Other News Materials 8 February 2009 10:33 (UTC +04:00)

More than 40 people are feared dead and at least 100 homes have been destroyed in Australia's worst bushfires in a quarter-century, prompting the deployment of the army to help firefighters in southern Victoria state, Bloomberg reported.

State police confirmed 36 deaths, with many occurring around the towns of Kinglake and Wandong, about 65 kilometers (40 miles) northeast of the state capital Melbourne. More than 400 fires struck yesterday and crews are battling 10 large blazes today, according to the Country Fire Authority's Web site.

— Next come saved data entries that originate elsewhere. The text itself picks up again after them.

use clap::{Parser, Subcommand};
use color_eyre::eyre::Result;
use segmentation::{ConfigFh04, ConfigMeanShift, ConnectRule, SegmentationAlgorithm};
use segmentation_cli::SegmentJob;
use std::path::{Path, PathBuf};
use tracing::info;
use tracing_subscriber::{self, EnvFilter};

#[derive(Parser)]
#[command(author, version, about, long_about = None)]
struct Cli {
    #[command(subcommand)]
    command: Commands,
}

#[derive(clap::Args)]
struct ImageArgs {
    /// Path to the input image
    #[arg(short, long)]
    input: PathBuf,
    /// Directory receiving the rendered image and JSON summary
    #[arg(short, long, default_value = "out")]
    output_dir: PathBuf,
    /// Segment the luma channel instead of RGB
    #[arg(long)]
    grayscale: bool,
    /// Gaussian smoothing sigma applied before segmenting
    #[arg(long)]
    blur: Option<f32>,
    /// Also write an image with one arbitrary color per region
    #[arg(long)]
    labels: bool,
}

#[derive(Subcommand)]
enum Commands {
    /// Felzenszwalb-Huttenlocher graph segmentation
    Fh {
        #[command(flatten)]
        image: ImageArgs,
        /// Scale parameter; larger values favor larger regions
        #[arg(short, long, default_value = "300.0")]
        k: f32,
        /// Minimum region size in pixels
        #[arg(long, default_value = "20")]
        min_size: usize,
        /// Use 4-connectivity instead of 8
        #[arg(long)]
        four: bool,
    },
    /// Mean-shift segmentation
    MeanShift {
        #[command(flatten)]
        image: ImageArgs,
        #[arg(long, default_value = "6")]
        spatial_radius: usize,
        #[arg(long, default_value = "15.0")]
        color_radius: f32,
        /// Minimum region size in pixels
        #[arg(long, default_value = "30")]
        min_size: usize,
        /// Search from every pixel instead of reusing modes along paths
        #[arg(long)]
        exhaustive: bool,
    },
    /// Run a job described by a TOML or JSON file
    Run {
        #[arg(short, long)]
        config: PathBuf,
    },
    /// Print the JSON schema of a job file
    Schema,
}

fn main() -> Result<()> {
    color_eyre::install()?;

    tracing_subscriber::fmt()
        .with_env_filter(
            EnvFilter::try_from_default_env()
                .unwrap_or_else(|_| EnvFilter::new("info"))
        )
        .init();

    let cli = Cli::parse();

    match cli.command {
        Commands::Fh { image, k, min_size, four } => {
            let algorithm = SegmentationAlgorithm::Fh04(ConfigFh04 {
                k,
                min_size,
                connect_rule: if four { ConnectRule::Four } else { ConnectRule::Eight },
            });
            run_job(&job_from_args(image, algorithm))?;
        }
        Commands::MeanShift {
            image,
            spatial_radius,
            color_radius,
            min_size,
            exhaustive,
        } => {
            let algorithm = SegmentationAlgorithm::MeanShift(ConfigMeanShift {
                spatial_radius,
                color_radius,
                min_region_size: min_size,
                fast: !exhaustive,
                ..ConfigMeanShift::default()
            });
            run_job(&job_from_args(image, algorithm))?;
        }
        Commands::Run { config } => {
            run_config(&config)?;
        }
        Commands::Schema => {
            let schema = schemars::schema_for!(SegmentJob);
            println!("{}", serde_json::to_string_pretty(&schema)?);
        }
    }

    Ok(())
}

fn job_from_args(args: ImageArgs, algorithm: SegmentationAlgorithm) -> SegmentJob {
    SegmentJob {
        input: args.input.to_string_lossy().into_owned(),
        output_dir: args.output_dir.to_string_lossy().into_owned(),
        grayscale: args.grayscale,
        blur_sigma: args.blur,
        write_labels: args.labels,
        algorithm,
    }
}

fn run_config(path: &Path) -> Result<()> {
    info!("Loading job from {}", path.display());
    let job = SegmentJob::from_file(path)?;
    run_job(&job)
}

fn run_job(job: &SegmentJob) -> Result<()> {
    job.algorithm.validate()?;
    let output = job.run()?;

    info!(regions = output.region_count, "Segmentation complete");
    info!("Mean colors: {}", output.mean_colors.display());
    if let Some(labels) = &output.labels {
        info!("Labels: {}", labels.display());
    }
    info!("Summary: {}", output.summary.display());
    Ok(())
}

More bodies are likely to be recovered as fires are brought under control, police said.

"My concern is that the number will go quite a bit higher than 40," deputy police commissioner Kieran Walshe told Sky News. "Most likely we're going to have to wait for morning until we can do a proper search" and establish the toll, he said in a televised news conference. It appeared a number of the fires may have been deliberately lit, he said.

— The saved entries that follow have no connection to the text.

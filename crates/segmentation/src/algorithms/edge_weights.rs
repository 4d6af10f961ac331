use imageproc::definitions::Image;

use crate::{
    pixel::{distance_sq, read_bands, BandPixel},
    types::{ConnectRule, Edge},
};

/// Fill `edges` with one edge per unordered pair of adjacent pixels.
///
/// `edges` is cleared first; its capacity is reused. The weight is the
/// Euclidean distance between the two pixels' band vectors, which reduces to
/// the absolute difference for single-band images.
pub fn compute_edge_weights<P: BandPixel>(image: &Image<P>, rule: ConnectRule, edges: &mut Vec<Edge>) {
    edges.clear();

    let width = image.width() as usize;
    let height = image.height() as usize;
    let bands = P::bands();
    let mut color_a = vec![0.0f32; bands];
    let mut color_b = vec![0.0f32; bands];

    rule.for_each_pair(width, height, |index_a, index_b| {
        read_bands(image, index_a, &mut color_a);
        read_bands(image, index_b, &mut color_b);
        let weight = if bands == 1 {
            (color_a[0] - color_b[0]).abs()
        } else {
            distance_sq(&color_a, &color_b).sqrt()
        };
        edges.push(Edge {
            index_a,
            index_b,
            weight,
        });
    });

    tracing::trace!(rule = %rule, edges = edges.len(), "computed edge weights");
}

/// Allocating variant of [`compute_edge_weights`].
pub fn edge_weights<P: BandPixel>(image: &Image<P>, rule: ConnectRule) -> Vec<Edge> {
    let mut edges = Vec::new();
    compute_edge_weights(image, rule, &mut edges);
    edges
}

/// Number of edges [`compute_edge_weights`] produces for a `width` x `height` image.
pub fn expected_edge_count(width: usize, height: usize, rule: ConnectRule) -> usize {
    if width == 0 || height == 0 {
        return 0;
    }
    let four = width * (height - 1) + height * (width - 1);
    match rule {
        ConnectRule::Four => four,
        ConnectRule::Eight => four + 2 * (width - 1) * (height - 1),
    }
}

#[cfg(test)]
mod tests {
    use super::*;
    use image::{GrayImage, ImageBuffer, Luma, Rgb};

    #[test]
    fn four_connected_count_on_3x3() {
        let img = GrayImage::new(3, 3);
        let edges = edge_weights(&img, ConnectRule::Four);
        assert_eq!(edges.len(), 3 * 2 + 3 * 2);
        assert_eq!(edges.len(), expected_edge_count(3, 3, ConnectRule::Four));
    }

    #[test]
    fn eight_connected_count_on_3x3() {
        let img = GrayImage::new(3, 3);
        let edges = edge_weights(&img, ConnectRule::Eight);
        assert_eq!(edges.len(), 20);
        assert_eq!(edges.len(), expected_edge_count(3, 3, ConnectRule::Eight));
    }

    #[test]
    fn pairs_are_unique_and_in_bounds() {
        let img: Image<Luma<f32>> = ImageBuffer::new(5, 4);
        for rule in [ConnectRule::Four, ConnectRule::Eight] {
            let edges = edge_weights(&img, rule);
            let mut pairs: Vec<(usize, usize)> = edges
                .iter()
                .map(|e| (e.index_a.min(e.index_b), e.index_a.max(e.index_b)))
                .collect();
            pairs.sort_unstable();
            pairs.dedup();
            assert_eq!(pairs.len(), edges.len());
            assert!(edges.iter().all(|e| e.index_a < 20 && e.index_b < 20));
        }
    }

    #[test]
    fn single_band_weight_is_absolute_difference() {
        let img = GrayImage::from_fn(2, 1, |x, _| Luma([if x == 0 { 30 } else { 10 }]));
        let edges = edge_weights(&img, ConnectRule::Four);
        assert_eq!(edges.len(), 1);
        assert_eq!(edges[0].weight, 20.0);
    }

    #[test]
    fn multi_band_weight_is_euclidean() {
        let img: Image<Rgb<u8>> =
            ImageBuffer::from_fn(1, 2, |_, y| if y == 0 { Rgb([0, 0, 0]) } else { Rgb([3, 4, 0]) });
        let edges = edge_weights(&img, ConnectRule::Four);
        assert_eq!(edges.len(), 1);
        assert!((edges[0].weight - 5.0).abs() < 1e-6);
    }

    #[test]
    fn scratch_is_overwritten_not_appended() {
        let big = GrayImage::new(4, 4);
        let small = GrayImage::new(2, 1);
        let mut edges = Vec::new();
        compute_edge_weights(&big, ConnectRule::Eight, &mut edges);
        compute_edge_weights(&small, ConnectRule::Eight, &mut edges);
        assert_eq!(edges.len(), 1);
    }

    #[test]
    fn degenerate_images() {
        assert!(edge_weights(&GrayImage::new(0, 0), ConnectRule::Eight).is_empty());
        assert!(edge_weights(&GrayImage::new(1, 1), ConnectRule::Eight).is_empty());
        assert_eq!(edge_weights(&GrayImage::new(1, 4), ConnectRule::Eight).len(), 3);
    }
}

Two weeks of record temperatures and hot northerly gales across the southeast of the continent yesterday made conditions the worst since February 1983, when 75 people in Victoria and neighboring South Australia died in the nation's Ash Wednesday fires. The town of Marysville has been almost completely destroyed, and about 50 homes were destroyed around Bendigo, state Premier John Brumby said.

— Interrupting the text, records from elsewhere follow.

use tracing::debug;

use super::merge::relabel;
use crate::{
    algorithms::{connected::region_adjacency, region_color::RegionStats, union_find::DisjointSet},
    types::ConnectRule,
};

/// Folds regions smaller than `min_size` into their most similar neighbor.
#[derive(Debug, Clone)]
pub struct PruneSmallRegions {
    pub min_size: usize,
    pub rule: ConnectRule,
}

impl PruneSmallRegions {
    pub fn new(min_size: usize, rule: ConnectRule) -> Self {
        Self { min_size, rule }
    }

    /// Repeat until every region has at least `min_size` pixels or one region is left.
    ///
    /// Each pass merges every small region that has a neighbor, and on a
    /// connected pixel grid every region has one while more than one exists,
    /// so the region count drops on every pass.
    pub fn process(&self, labels: &mut [u32], width: usize, height: usize, stats: &mut RegionStats) {
        let mut passes = 0;
        while stats.num_regions() > 1 {
            let is_small: Vec<bool> = stats.counts().iter().map(|&c| c < self.min_size).collect();
            if !is_small.iter().any(|&s| s) {
                break;
            }
            passes += 1;

            // Most similar neighbor of each small region; ties go to the lower id.
            let mut best: Vec<Option<(f32, u32)>> = vec![None; stats.num_regions()];
            for (a, b) in region_adjacency(labels, width, height, self.rule) {
                for (region, other) in [(a, b), (b, a)] {
                    if !is_small[region as usize] {
                        continue;
                    }
                    let distance = stats.distance_sq(region as usize, other as usize);
                    let slot = &mut best[region as usize];
                    let better = match *slot {
                        None => true,
                        Some((d, id)) => distance < d || (distance == d && other < id),
                    };
                    if better {
                        *slot = Some((distance, other));
                    }
                }
            }

            let mut forest = DisjointSet::new(stats.num_regions());
            let mut merges = 0;
            for (region, choice) in best.iter().enumerate() {
                if let Some((_, other)) = *choice {
                    if forest.find(region) != forest.find(other as usize) {
                        forest.union(region, other as usize);
                        merges += 1;
                    }
                }
            }
            if merges == 0 {
                break;
            }
            relabel(labels, stats, &mut forest);
        }
        debug!(regions = stats.num_regions(), passes, min_size = self.min_size, "pruned small regions");
    }
}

"This is not over yet," Brumby said at a media conference at Kinglake, the ABC reported. "It's a tragic day, a tragic weekend in our history. The impacts on families are just devastating. I feel devastated."

Southerly Front

Temperatures in Victoria have plunged after reaching a record 46.4 degrees Celsius (115 degrees Fahrenheit) in Melbourne yesterday, as a southerly front moved across Australia's southeast today, changing the direction of many of the fires.

The largest blaze is in the Kinglake, Kilmore area, where two fires joined yesterday and where most of the deaths occurred. About 120,000 hectares (296,000 acres) are burning and the very large perimeter means it will be "days and days" before crews will be able to contain the fire, Stuart Ord, spokesman for Victoria state's environment department, told Sky News.

"Hundreds" of homes have probably been destroyed across the state and more remain at risk today, he said.

The dead reported so far include at least two children, and have been found in both cars and in homes, Victoria Police's Walshe said. Many are likely to have been overtaken by the rapid pace of the fires yesterday, fuelled by winds of more than 60 kilometers an hour, Ord said.